What is expected>
Find every line of the data below that has "String" in it. Reply with the number only.
Top of Information given
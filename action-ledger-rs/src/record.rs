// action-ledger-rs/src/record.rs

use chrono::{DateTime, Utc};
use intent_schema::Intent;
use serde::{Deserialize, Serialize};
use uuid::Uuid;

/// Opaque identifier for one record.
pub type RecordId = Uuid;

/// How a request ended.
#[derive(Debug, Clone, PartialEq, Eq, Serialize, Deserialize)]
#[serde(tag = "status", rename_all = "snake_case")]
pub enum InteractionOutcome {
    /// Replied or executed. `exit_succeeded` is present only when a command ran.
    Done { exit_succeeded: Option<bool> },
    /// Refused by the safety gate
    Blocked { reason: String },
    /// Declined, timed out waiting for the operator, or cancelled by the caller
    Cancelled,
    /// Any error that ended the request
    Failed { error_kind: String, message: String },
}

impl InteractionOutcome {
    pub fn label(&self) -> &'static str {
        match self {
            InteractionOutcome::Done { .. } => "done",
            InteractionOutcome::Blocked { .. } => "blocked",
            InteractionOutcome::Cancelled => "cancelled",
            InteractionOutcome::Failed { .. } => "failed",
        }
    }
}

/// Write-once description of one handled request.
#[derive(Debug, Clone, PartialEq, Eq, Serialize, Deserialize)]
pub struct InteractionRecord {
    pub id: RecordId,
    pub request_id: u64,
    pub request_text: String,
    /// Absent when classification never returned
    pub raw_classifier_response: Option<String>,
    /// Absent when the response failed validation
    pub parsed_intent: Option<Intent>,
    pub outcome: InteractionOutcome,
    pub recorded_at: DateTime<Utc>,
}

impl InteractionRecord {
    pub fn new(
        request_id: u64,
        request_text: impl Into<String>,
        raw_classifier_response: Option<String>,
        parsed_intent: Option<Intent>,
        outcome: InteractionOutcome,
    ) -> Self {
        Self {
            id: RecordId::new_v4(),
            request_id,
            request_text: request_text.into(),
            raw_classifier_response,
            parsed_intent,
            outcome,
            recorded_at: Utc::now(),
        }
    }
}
Bottom of Information given
Written response>
6